* [Record excerpts]
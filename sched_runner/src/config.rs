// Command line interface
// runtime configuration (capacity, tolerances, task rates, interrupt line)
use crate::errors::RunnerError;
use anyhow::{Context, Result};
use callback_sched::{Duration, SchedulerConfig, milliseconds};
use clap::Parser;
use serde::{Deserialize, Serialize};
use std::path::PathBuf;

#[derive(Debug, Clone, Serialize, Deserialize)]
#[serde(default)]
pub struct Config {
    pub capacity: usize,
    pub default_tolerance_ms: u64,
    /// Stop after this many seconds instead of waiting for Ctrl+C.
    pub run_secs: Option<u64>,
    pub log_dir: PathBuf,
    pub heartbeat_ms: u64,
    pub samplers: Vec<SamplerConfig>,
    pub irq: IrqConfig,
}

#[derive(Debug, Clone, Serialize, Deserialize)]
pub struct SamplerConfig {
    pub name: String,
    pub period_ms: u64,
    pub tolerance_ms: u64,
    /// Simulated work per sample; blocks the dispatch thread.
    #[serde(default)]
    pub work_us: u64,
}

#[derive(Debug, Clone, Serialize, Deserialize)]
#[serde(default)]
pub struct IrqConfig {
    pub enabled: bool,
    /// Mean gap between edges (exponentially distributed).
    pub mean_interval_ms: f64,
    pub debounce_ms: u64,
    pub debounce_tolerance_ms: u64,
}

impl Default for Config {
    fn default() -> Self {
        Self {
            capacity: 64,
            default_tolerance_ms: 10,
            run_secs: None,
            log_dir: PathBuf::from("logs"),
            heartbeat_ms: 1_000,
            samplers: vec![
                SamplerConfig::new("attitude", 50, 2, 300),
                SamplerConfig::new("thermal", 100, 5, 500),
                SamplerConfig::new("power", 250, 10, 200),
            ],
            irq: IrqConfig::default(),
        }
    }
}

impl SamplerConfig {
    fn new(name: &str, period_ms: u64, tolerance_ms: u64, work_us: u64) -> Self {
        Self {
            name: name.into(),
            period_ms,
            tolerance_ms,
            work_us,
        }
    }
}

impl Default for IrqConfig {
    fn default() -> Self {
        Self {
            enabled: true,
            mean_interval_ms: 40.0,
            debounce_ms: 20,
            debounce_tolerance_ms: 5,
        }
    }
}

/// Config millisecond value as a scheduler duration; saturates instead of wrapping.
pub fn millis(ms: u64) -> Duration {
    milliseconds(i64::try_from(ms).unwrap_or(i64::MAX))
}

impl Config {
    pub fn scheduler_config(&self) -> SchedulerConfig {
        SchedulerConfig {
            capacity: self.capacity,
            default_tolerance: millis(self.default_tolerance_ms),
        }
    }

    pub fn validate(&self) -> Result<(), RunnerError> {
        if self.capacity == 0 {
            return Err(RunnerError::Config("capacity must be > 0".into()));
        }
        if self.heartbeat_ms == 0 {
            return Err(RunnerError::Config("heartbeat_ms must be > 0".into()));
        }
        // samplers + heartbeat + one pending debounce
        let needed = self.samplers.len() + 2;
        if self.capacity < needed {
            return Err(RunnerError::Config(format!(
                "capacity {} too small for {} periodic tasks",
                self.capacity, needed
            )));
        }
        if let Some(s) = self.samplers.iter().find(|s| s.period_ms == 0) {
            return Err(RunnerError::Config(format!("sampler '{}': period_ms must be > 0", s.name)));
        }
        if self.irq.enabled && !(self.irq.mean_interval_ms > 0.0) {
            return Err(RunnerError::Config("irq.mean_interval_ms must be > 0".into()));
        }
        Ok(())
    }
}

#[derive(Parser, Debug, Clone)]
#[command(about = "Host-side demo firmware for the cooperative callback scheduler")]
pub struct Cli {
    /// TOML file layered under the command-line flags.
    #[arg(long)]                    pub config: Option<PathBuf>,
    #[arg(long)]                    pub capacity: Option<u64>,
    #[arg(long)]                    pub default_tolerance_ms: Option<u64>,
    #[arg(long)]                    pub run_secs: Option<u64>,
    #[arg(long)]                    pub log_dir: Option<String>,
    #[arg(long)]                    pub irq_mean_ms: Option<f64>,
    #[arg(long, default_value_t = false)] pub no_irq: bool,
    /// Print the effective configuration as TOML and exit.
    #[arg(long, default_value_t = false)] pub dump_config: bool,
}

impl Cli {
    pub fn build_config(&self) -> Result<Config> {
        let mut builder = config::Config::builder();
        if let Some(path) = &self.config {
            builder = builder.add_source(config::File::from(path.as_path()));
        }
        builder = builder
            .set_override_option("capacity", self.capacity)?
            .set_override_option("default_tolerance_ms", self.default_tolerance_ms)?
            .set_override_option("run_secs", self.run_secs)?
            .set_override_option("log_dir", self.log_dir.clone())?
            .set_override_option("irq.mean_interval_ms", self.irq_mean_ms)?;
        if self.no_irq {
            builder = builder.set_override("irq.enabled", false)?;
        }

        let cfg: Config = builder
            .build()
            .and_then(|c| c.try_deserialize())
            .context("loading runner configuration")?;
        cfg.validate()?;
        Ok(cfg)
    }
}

* [Instructions to follow] Restate every record word for word.

* [Result]
filename sched_runner/src/config.rs
// Command line interface
// runtime configuration (capacity, tolerances, task rates, interrupt line)
use crate::errors::RunnerError;
use anyhow::{Context, Result};
use callback_sched::{Duration, SchedulerConfig, milliseconds};
use clap::Parser;
use serde::{Deserialize, Serialize};
use std::path::PathBuf;

#[derive(Debug, Clone, Serialize, Deserialize)]
#[serde(default)]
pub struct Config {
    pub capacity: usize,
    pub default_tolerance_ms: u64,
    /// Stop after this many seconds instead of waiting for Ctrl+C.
    pub run_secs: Option<u64>,
    pub log_dir: PathBuf,
    pub heartbeat_ms: u64,
    pub samplers: Vec<SamplerConfig>,
    pub irq: IrqConfig,
}

#[derive(Debug, Clone, Serialize, Deserialize)]
pub struct SamplerConfig {
    pub name: String,
    pub period_ms: u64,
    pub tolerance_ms: u64,
    /// Simulated work per sample; blocks the dispatch thread.
    #[serde(default)]
    pub work_us: u64,
}

#[derive(Debug, Clone, Serialize, Deserialize)]
#[serde(default)]
pub struct IrqConfig {
    pub enabled: bool,
    /// Mean gap between edges (exponentially distributed).
    pub mean_interval_ms: f64,
    pub debounce_ms: u64,
    pub debounce_tolerance_ms: u64,
}

impl Default for Config {
    fn default() -> Self {
        Self {
            capacity: 64,
            default_tolerance_ms: 10,
            run_secs: None,
            log_dir: PathBuf::from("logs"),
            heartbeat_ms: 1_000,
            samplers: vec![
                SamplerConfig::new("attitude", 50, 2, 300),
                SamplerConfig::new("thermal", 100, 5, 500),
                SamplerConfig::new("power", 250, 10, 200),
            ],
            irq: IrqConfig::default(),
        }
    }
}

impl SamplerConfig {
    fn new(name: &str, period_ms: u64, tolerance_ms: u64, work_us: u64) -> Self {
        Self {
            name: name.into(),
            period_ms,
            tolerance_ms,
            work_us,
        }
    }
}

impl Default for IrqConfig {
    fn default() -> Self {
        Self {
            enabled: true,
            mean_interval_ms: 40.0,
            debounce_ms: 20,
            debounce_tolerance_ms: 5,
        }
    }
}

/// Config millisecond value as a scheduler duration; saturates instead of wrapping.
pub fn millis(ms: u64) -> Duration {
    milliseconds(i64::try_from(ms).unwrap_or(i64::MAX))
}

impl Config {
    pub fn scheduler_config(&self) -> SchedulerConfig {
        SchedulerConfig {
            capacity: self.capacity,
            default_tolerance: millis(self.default_tolerance_ms),
        }
    }

    pub fn validate(&self) -> Result<(), RunnerError> {
        if self.capacity == 0 {
            return Err(RunnerError::Config("capacity must be > 0".into()));
        }
        if self.heartbeat_ms == 0 {
            return Err(RunnerError::Config("heartbeat_ms must be > 0".into()));
        }
        // samplers + heartbeat + one pending debounce
        let needed = self.samplers.len() + 2;
        if self.capacity < needed {
            return Err(RunnerError::Config(format!(
                "capacity {} too small for {} periodic tasks",
                self.capacity, needed
            )));
        }
        if let Some(s) = self.samplers.iter().find(|s| s.period_ms == 0) {
            return Err(RunnerError::Config(format!("sampler '{}': period_ms must be > 0", s.name)));
        }
        if self.irq.enabled && !(self.irq.mean_interval_ms > 0.0) {
            return Err(RunnerError::Config("irq.mean_interval_ms must be > 0".into()));
        }
        Ok(())
    }
}

#[derive(Parser, Debug, Clone)]
#[command(about = "Host-side demo firmware for the cooperative callback scheduler")]
pub struct Cli {
    /// TOML file layered under the command-line flags.
    #[arg(long)]                    pub config: Option<PathBuf>,
    #[arg(long)]                    pub capacity: Option<u64>,
    #[arg(long)]                    pub default_tolerance_ms: Option<u64>,
    #[arg(long)]                    pub run_secs: Option<u64>,
    #[arg(long)]                    pub log_dir: Option<String>,
    #[arg(long)]                    pub irq_mean_ms: Option<f64>,
    #[arg(long, default_value_t = false)] pub no_irq: bool,
    /// Print the effective configuration as TOML and exit.
    #[arg(long, default_value_t = false)] pub dump_config: bool,
}

impl Cli {
    pub fn build_config(&self) -> Result<Config> {
        let mut builder = config::Config::builder();
        if let Some(path) = &self.config {
            builder = builder.add_source(config::File::from(path.as_path()));
        }
        builder = builder
            .set_override_option("capacity", self.capacity)?
            .set_override_option("default_tolerance_ms", self.default_tolerance_ms)?
            .set_override_option("run_secs", self.run_secs)?
            .set_override_option("log_dir", self.log_dir.clone())?
            .set_override_option("irq.mean_interval_ms", self.irq_mean_ms)?;
        if self.no_irq {
            builder = builder.set_override("irq.enabled", false)?;
        }

        let cfg: Config = builder
            .build()
            .and_then(|c| c.try_deserialize())
            .context("loading runner configuration")?;
        cfg.validate()?;
        Ok(cfg)
    }
}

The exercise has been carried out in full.